---------- THE INPUT ----------

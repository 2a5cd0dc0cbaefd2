//! Length and style constraints per grade tier.
//!
//! Record-type requests are measured in record-system bytes (the external
//! quota unit); subject records are measured in characters including spaces.
//! The two units are intentionally not unified.

use seteuk_core::{GradeLevel, RecordType, byte_length};
use serde::Serialize;
use std::fmt;

/// Unit a length target is expressed in.
#[derive(Debug, Clone, Copy, PartialEq, Eq, Serialize)]
#[serde(rename_all = "lowercase")]
pub enum LengthUnit {
    /// Code points, spaces included.
    Characters,
    /// Record-system bytes: Hangul 3, everything else 1.
    Bytes,
}

impl LengthUnit {
    pub fn label(self) -> &'static str {
        match self {
            Self::Characters => "자",
            Self::Bytes => "byte",
        }
    }

    /// Length of `text` in this unit.
    pub fn measure(self, text: &str) -> usize {
        match self {
            Self::Characters => text.chars().count(),
            Self::Bytes => byte_length(text),
        }
    }
}

/// Prose rules every generated record must satisfy, in checklist order.
pub const STYLE_RULES: &[&str] = &[
    "학생 이름이나 '위 학생은', '해당 학생은', '학생은', '학습자는' 등 학생을 가리키는 지칭 표현을 쓰지 않고 주어를 생략함.",
    "[12정01-01]과 같은 성취기준 코드를 출력물에 포함하지 않음.",
    "괄호 '()'를 사용하지 않음. 단, 활동 날짜 표기(예: 2025.03.14.)는 예외로 허용함.",
    "작은따옴표와 큰따옴표는 교과명, 프로젝트명처럼 꼭 필요한 경우에만 사용함.",
    "'탐구 동기', '탐구 과정', '탐구 결과', '평가 및 피드백' 같은 섹션 헤더 표현을 쓰지 않고 자연스러운 줄글로 이어 씀.",
    "모든 문장은 '~함.', '~임.', '~음.', '~됨.', '~보임.' 가운데 하나의 형태로만 끝맺음.",
    "짧게 끊어지는 단문을 피하고 '~하여', '~하면서', '~함으로써' 같은 연결어를 사용한 복문으로 작성함.",
    "학생의 내면 상태를 단정하지 않고 '~하는 모습을 보임', '~한 것으로 보임'처럼 관찰 가능한 행동을 중심으로 서술함.",
];

/// Byte ranges for record-type requests, tier 1 first.
const BYTE_RANGES: [(usize, usize); 3] = [(1450, 1500), (1300, 1400), (1000, 1290)];

/// Character ranges for subject records, tier 1 first.
const CHAR_RANGES: [(usize, usize); 3] = [(600, 650), (500, 550), (400, 450)];

/// Target length range and style rules for one request.
#[derive(Debug, Clone, PartialEq, Eq, Serialize)]
pub struct ConstraintProfile {
    pub min_length: usize,
    pub max_length: usize,
    pub unit: LengthUnit,
    pub style_rules: &'static [&'static str],
}

impl ConstraintProfile {
    /// Profile for a grade tier, with or without a record type.
    pub fn derive(grade_level: GradeLevel, record_type: Option<RecordType>) -> Self {
        let index = usize::from(grade_level.tier() - 1);
        let (unit, (min_length, max_length)) = match record_type {
            Some(_) => (LengthUnit::Bytes, BYTE_RANGES[index]),
            None => (LengthUnit::Characters, CHAR_RANGES[index]),
        };

        Self {
            min_length,
            max_length,
            unit,
            style_rules: STYLE_RULES,
        }
    }

    /// Length of `text` in this profile's unit.
    pub fn measure(&self, text: &str) -> usize {
        self.unit.measure(text)
    }

    pub fn contains(&self, length: usize) -> bool {
        (self.min_length..=self.max_length).contains(&length)
    }

    /// Human-readable target, e.g. `공백 포함 600~650자` or `1450~1500byte`.
    pub fn target_label(&self) -> String {
        match self.unit {
            LengthUnit::Characters => {
                format!("공백 포함 {}~{}자", self.min_length, self.max_length)
            }
            LengthUnit::Bytes => format!(
                "{}~{}byte (한글 1자 3byte, 영문·숫자·공백·기호 1byte)",
                self.min_length, self.max_length
            ),
        }
    }
}

impl fmt::Display for ConstraintProfile {
    fn fmt(&self, f: &mut fmt::Formatter<'_>) -> fmt::Result {
        write!(f, "{}~{}{}", self.min_length, self.max_length, self.unit.label())
    }
}
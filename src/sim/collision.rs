//! Ball collision response and scoring
//!
//! Runs once per frame after movement. Order inside a frame:
//! paddle bounce, wall bounce, then the goal-line check.

use glam::IVec2;
use rand::Rng;
use serde::Serialize;

use super::state::{Area, Ball, Body, Fence, GameState, Player, Side};
use crate::consts::*;

/// A point was scored this frame
#[derive(Debug, Clone, Copy, PartialEq, Eq, Serialize)]
pub struct Scored {
    pub winner: Side,
    /// (player1, player2) after the increment
    pub scores: (u32, u32),
}

/// Strict AABB overlap; boxes that only share an edge do not overlap
pub fn overlaps(ball: Area, paddle: Area) -> bool {
    ball.left < paddle.right
        && ball.right > paddle.left
        && ball.top < paddle.bottom
        && ball.bottom > paddle.top
}

/// New vertical velocity after the ball hits `paddle`.
///
/// The farther from the paddle center the ball strikes, the steeper it
/// leaves. A dead-center hit (or a paddle too short to have steps) just
/// mirrors the incoming vy.
pub fn deflect_vy(ball_center_y: i32, paddle: &Body, vy: i32) -> i32 {
    let half_height = paddle.size.y / 2;
    let paddle_center_y = paddle.pos.y + half_height;
    let step = half_height / DEFLECTION_STEPS;

    if ball_center_y == paddle_center_y || step == 0 {
        return -vy;
    }

    let factor = (ball_center_y - paddle_center_y).abs() / step;
    let magnitude = (f64::from(factor) * DEFLECTION_PER_STEP).round_ties_even() as i32;
    if ball_center_y < paddle_center_y {
        -magnitude
    } else {
        magnitude
    }
}

/// Bounce off the first overlapping paddle. Returns true on a hit.
pub fn paddle_bounce(ball: &mut Ball, paddles: [&Player; 2]) -> bool {
    let ball_area = ball.body.area();
    let Some(paddle) = paddles
        .into_iter()
        .find(|p| overlaps(ball_area, p.body.area()))
    else {
        return false;
    };

    ball.vel.x = -ball.vel.x;
    ball.vel.y = deflect_vy(ball.body.center_y(), &paddle.body, ball.vel.y);
    true
}

/// Bounce off the top or bottom fence. Returns true on a hit.
pub fn wall_bounce(ball: &mut Ball, fence: &Fence) -> bool {
    let area = ball.body.area();
    if area.top <= fence.miny || area.bottom >= fence.maxy {
        ball.vel.y = -ball.vel.y;
        true
    } else {
        false
    }
}

/// Recenter the ball and serve it left with a random downward-ish vy
pub fn serve<R: Rng>(ball: &mut Ball, fence: &Fence, rng: &mut R) {
    ball.body.pos = fence.centered(ball.body.size);
    ball.vel = IVec2::new(BALL_SERVE_VX, rng.random_range(0..BALL_SERVE_VY_MAX));
}

/// Goal-line check. The left exit is tested first, so it wins a tie.
pub fn check_goal<R: Rng>(
    ball: &mut Ball,
    player1: &mut Player,
    player2: &mut Player,
    fence: &Fence,
    rng: &mut R,
) -> Option<Scored> {
    let area = ball.body.area();
    let winner = if area.left <= fence.minx {
        player2.score += 1;
        Side::Right
    } else if area.right >= fence.maxx {
        player1.score += 1;
        Side::Left
    } else {
        return None;
    };

    let scores = (player1.score, player2.score);
    serve(ball, fence, rng);
    Some(Scored { winner, scores })
}

/// Collision system over the whole game state
pub fn collision(state: &mut GameState) -> Option<Scored> {
    let GameState {
        ball,
        player1,
        player2,
        fence,
        rng,
        ..
    } = state;

    if paddle_bounce(ball, [&*player1, &*player2]) {
        log::trace!("paddle hit, ball vel now {:?}", ball.vel);
    }
    wall_bounce(ball, fence);
    check_goal(ball, player1, player2, fence, rng)
}
//! Hello world: blit `hello.bmp` into a 640x480 window

use anyhow::Result;

use sprite_pong::Resources;
use sprite_pong::consts::*;
use sprite_pong::platform::{self, FrameControl, FrameHandler, InputEvent, WindowConfig};
use sprite_pong::renderer::{Frame, ImageData, RenderState, Sprite, colors};

struct Hello {
    image: ImageData,
    sprite: Option<Sprite>,
}

impl Hello {
    fn draw(&self) -> Frame {
        let mut frame = Frame::new();
        frame.fill(colors::BLACK);
        if let Some(sprite) = &self.sprite {
            frame.blit(sprite);
        }
        frame
    }
}

impl FrameHandler for Hello {
    fn init(&mut self, gfx: &mut RenderState) -> Result<()> {
        self.sprite = Some(gfx.sprite_from_pixels(&self.image));
        Ok(())
    }

    fn frame(&mut self, events: &[InputEvent], gfx: &mut RenderState) -> Result<FrameControl> {
        if events.iter().any(InputEvent::is_quit) {
            return Ok(FrameControl::Exit);
        }
        platform::present_or_recover(gfx, &self.draw())?;
        Ok(FrameControl::Continue)
    }
}

fn main() -> Result<()> {
    env_logger::Builder::from_env(env_logger::Env::default().default_filter_or("info")).init();

    // Resolve and decode before any window exists; a missing file is fatal here
    let resources = Resources::bundled();
    let path = resources.get_path("hello.bmp")?;
    let image = ImageData::load(&path)?;
    log::info!(
        "Loaded {} ({}x{})",
        path.display(),
        image.width,
        image.height
    );

    let config = WindowConfig {
        title: HELLO_TITLE.to_string(),
        width: HELLO_WIDTH,
        height: HELLO_HEIGHT,
        frame_delay: FRAME_DELAY,
    };
    platform::run(
        config,
        Hello {
            image,
            sprite: None,
        },
    )
}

----------

[TASK ITEM] Show all lines above that contain "consts".

[ANSWER BOX]
use crate::consts::*;
use sprite_pong::consts::*;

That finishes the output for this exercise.